Stored data
==================================================

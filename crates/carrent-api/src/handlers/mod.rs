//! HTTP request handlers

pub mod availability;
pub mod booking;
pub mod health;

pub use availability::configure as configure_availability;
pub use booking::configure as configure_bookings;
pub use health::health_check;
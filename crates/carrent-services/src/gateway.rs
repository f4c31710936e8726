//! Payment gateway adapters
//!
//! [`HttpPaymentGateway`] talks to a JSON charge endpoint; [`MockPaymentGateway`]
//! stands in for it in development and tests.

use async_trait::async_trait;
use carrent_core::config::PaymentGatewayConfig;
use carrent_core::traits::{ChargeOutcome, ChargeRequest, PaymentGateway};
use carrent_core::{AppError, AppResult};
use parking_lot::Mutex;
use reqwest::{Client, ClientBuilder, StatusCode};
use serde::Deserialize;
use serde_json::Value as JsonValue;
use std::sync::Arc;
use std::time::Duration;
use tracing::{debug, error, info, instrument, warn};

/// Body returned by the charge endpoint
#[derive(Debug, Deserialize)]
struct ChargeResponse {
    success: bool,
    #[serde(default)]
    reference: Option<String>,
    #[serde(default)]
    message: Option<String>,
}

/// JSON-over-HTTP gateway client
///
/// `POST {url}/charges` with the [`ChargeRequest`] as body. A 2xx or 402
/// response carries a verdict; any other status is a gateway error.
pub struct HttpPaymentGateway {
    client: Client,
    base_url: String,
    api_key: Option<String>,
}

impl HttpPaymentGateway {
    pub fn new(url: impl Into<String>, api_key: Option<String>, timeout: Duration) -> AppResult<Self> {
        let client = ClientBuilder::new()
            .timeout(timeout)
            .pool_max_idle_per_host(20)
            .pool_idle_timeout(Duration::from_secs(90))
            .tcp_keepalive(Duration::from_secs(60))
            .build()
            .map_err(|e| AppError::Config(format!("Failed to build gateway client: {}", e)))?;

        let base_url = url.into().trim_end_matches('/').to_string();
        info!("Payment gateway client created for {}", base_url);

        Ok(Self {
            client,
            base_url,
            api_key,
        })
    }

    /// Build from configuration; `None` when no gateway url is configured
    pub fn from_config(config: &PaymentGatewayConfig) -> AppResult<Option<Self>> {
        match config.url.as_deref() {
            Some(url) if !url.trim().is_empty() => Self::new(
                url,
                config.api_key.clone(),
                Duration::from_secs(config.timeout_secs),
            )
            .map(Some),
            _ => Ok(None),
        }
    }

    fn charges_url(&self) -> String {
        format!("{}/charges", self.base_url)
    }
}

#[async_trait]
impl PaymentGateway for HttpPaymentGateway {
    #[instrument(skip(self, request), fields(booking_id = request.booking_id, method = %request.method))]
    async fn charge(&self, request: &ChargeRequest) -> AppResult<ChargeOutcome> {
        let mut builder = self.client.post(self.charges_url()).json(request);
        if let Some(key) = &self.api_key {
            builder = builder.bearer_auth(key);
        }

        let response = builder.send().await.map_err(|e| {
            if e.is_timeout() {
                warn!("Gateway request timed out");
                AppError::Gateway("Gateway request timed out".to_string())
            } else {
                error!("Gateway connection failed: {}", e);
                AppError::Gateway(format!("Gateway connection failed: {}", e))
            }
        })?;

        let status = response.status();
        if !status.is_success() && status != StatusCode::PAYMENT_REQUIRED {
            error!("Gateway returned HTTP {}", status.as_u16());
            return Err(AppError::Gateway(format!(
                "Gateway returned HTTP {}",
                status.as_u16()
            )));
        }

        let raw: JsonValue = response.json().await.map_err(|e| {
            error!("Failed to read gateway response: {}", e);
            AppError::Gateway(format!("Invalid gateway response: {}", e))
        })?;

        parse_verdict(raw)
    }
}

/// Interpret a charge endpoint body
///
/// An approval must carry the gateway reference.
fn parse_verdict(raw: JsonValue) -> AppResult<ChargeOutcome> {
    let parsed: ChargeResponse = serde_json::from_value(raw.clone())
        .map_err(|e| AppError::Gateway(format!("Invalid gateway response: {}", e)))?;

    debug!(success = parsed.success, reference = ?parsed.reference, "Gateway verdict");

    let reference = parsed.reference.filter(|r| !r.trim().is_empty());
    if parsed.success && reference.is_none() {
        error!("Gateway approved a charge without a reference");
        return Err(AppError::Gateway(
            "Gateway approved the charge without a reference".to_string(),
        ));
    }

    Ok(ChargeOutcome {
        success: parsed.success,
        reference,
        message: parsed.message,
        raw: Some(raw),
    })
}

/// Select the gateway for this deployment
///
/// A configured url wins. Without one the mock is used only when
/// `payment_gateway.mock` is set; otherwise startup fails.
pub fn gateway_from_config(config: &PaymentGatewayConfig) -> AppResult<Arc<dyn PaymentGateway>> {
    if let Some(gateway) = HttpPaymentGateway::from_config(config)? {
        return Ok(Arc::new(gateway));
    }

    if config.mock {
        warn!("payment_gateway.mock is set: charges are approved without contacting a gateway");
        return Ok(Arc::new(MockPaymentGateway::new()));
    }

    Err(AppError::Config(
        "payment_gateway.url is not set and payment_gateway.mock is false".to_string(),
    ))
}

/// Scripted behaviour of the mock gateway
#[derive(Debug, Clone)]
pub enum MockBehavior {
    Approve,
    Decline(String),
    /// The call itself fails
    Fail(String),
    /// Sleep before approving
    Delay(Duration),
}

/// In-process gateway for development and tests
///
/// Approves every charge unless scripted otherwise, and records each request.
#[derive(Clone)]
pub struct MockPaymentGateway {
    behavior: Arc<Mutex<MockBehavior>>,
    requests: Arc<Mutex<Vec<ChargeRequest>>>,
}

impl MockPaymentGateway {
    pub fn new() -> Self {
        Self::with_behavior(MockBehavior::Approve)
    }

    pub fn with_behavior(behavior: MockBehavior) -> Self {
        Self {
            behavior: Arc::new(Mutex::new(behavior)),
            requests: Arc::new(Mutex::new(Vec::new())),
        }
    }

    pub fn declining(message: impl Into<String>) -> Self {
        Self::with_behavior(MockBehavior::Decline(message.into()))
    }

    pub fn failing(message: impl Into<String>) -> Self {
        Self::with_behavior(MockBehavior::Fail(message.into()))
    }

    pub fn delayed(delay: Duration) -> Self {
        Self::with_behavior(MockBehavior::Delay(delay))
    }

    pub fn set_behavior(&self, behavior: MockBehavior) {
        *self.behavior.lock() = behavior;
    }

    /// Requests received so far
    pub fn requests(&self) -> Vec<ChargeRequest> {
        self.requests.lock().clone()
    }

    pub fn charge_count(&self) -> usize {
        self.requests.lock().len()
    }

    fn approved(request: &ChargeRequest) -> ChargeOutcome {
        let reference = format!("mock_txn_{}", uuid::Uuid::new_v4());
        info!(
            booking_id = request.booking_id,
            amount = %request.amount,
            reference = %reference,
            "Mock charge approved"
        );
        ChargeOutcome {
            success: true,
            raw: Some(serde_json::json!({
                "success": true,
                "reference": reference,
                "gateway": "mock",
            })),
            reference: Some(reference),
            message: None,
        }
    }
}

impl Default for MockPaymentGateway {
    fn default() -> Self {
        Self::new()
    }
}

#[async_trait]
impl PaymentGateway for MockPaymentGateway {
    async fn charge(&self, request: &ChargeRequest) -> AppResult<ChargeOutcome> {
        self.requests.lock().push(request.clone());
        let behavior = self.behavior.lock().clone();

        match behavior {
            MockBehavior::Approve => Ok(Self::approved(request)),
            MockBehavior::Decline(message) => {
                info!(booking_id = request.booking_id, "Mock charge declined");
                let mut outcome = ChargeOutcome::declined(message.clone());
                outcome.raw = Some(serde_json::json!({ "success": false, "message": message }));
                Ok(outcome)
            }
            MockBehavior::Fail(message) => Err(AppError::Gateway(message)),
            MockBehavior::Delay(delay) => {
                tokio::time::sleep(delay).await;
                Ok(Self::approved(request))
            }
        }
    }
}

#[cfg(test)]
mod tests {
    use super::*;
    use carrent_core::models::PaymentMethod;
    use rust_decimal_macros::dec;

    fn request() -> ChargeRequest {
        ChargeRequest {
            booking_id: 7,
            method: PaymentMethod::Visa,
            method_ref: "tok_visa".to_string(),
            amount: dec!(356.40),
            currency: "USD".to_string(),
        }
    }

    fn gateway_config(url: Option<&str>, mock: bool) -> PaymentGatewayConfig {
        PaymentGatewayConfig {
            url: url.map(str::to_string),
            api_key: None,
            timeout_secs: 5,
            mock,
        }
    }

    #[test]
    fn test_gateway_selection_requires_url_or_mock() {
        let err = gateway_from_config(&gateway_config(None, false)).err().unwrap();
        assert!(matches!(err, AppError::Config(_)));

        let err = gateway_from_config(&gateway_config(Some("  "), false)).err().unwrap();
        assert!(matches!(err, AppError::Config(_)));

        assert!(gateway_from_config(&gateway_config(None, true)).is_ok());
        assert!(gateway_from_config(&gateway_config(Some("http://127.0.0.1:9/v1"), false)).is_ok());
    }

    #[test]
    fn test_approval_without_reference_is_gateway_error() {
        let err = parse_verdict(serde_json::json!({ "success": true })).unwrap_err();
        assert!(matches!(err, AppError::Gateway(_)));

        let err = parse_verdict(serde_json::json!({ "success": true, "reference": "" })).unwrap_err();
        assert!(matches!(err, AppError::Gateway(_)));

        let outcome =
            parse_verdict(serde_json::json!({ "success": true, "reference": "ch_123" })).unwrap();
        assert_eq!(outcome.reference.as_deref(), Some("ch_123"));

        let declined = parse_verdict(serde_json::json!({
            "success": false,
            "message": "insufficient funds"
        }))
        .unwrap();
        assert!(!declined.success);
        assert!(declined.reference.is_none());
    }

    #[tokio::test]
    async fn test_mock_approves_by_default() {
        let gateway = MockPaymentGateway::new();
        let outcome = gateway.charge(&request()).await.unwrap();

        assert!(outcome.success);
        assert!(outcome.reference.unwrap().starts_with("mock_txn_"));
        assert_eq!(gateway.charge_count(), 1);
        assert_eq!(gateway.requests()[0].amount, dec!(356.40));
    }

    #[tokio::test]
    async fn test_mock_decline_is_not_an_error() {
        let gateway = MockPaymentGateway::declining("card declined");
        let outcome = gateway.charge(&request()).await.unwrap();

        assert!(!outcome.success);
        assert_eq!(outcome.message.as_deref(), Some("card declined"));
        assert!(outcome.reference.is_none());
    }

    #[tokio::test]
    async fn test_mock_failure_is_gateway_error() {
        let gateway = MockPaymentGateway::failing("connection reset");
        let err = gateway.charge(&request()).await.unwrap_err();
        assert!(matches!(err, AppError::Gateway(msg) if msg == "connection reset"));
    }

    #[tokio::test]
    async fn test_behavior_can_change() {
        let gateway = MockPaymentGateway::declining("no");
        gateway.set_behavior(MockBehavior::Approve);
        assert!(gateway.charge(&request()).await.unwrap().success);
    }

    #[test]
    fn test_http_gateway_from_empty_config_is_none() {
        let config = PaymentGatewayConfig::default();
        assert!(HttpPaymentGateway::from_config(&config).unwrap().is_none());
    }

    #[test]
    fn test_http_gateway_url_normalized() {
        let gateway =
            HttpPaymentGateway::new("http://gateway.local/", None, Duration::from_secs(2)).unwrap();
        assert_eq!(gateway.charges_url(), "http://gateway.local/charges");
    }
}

==================================================

Work instruction >>
Scan the data above and copy every line with "bool" in it.

Solved problem >>
    success: bool,
    fn gateway_config(url: Option<&str>, mock: bool) -> PaymentGatewayConfig {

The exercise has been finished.